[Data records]
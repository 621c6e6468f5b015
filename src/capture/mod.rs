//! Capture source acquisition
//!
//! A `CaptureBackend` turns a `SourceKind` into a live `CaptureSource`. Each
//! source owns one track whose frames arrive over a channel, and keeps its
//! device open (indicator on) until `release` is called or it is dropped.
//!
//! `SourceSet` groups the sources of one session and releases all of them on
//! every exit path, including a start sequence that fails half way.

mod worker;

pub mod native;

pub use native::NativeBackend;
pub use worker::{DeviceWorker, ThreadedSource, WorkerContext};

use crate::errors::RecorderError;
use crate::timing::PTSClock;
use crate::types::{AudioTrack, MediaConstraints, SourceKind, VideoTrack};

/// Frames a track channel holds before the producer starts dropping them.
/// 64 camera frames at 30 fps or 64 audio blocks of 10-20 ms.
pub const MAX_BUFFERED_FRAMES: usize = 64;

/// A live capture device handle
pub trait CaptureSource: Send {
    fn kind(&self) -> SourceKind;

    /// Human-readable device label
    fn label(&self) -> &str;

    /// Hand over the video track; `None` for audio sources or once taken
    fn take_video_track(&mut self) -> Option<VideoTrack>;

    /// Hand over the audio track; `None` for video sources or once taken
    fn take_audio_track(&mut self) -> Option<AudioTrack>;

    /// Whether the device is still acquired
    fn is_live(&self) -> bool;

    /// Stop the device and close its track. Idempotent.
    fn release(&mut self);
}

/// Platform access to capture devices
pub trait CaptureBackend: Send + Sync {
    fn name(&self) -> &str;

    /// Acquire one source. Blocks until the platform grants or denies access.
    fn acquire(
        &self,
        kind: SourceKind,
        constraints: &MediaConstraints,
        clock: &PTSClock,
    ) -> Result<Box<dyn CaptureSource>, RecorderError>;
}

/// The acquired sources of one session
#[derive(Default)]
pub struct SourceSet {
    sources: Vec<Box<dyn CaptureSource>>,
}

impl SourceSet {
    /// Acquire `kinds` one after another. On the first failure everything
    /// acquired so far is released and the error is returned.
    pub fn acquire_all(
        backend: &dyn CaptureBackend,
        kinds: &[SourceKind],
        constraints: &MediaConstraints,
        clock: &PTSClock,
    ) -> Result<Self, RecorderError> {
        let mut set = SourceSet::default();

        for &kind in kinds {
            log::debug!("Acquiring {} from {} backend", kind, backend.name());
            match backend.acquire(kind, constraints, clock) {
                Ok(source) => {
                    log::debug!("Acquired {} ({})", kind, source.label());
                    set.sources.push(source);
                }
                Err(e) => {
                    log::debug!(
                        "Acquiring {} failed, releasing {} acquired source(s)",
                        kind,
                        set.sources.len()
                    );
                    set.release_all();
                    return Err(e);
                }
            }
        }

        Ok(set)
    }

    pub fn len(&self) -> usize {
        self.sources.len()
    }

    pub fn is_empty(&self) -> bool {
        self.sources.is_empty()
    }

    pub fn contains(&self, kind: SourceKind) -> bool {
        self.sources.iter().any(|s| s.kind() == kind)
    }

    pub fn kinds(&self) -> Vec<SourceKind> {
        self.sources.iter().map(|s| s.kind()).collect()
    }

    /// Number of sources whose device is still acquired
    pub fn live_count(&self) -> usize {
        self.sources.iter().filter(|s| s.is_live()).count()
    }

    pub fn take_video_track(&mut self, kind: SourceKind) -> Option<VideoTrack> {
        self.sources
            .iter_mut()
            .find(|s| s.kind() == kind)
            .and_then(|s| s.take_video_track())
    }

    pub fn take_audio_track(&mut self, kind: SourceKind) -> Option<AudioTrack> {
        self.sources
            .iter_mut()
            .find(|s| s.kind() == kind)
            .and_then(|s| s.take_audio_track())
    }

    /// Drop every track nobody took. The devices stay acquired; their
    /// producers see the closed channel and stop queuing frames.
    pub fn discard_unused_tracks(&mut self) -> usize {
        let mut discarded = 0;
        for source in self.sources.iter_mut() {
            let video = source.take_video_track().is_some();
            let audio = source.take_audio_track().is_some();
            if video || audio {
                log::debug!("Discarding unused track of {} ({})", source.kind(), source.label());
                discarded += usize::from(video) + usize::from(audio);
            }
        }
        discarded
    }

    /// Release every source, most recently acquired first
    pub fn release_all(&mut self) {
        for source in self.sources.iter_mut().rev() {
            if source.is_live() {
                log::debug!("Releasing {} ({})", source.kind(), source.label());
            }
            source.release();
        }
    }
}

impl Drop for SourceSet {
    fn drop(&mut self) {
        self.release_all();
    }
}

--- Exercise brief ---
The reply should hold only the lines from the top of the records through the line that has "and keeps its", each one exact.

--- Exercise result ---
repository 621c6e6468f5b015
filename src/capture/mod.rs
//! Capture source acquisition
//!
//! A `CaptureBackend` turns a `SourceKind` into a live `CaptureSource`. Each
//! source owns one track whose frames arrive over a channel, and keeps its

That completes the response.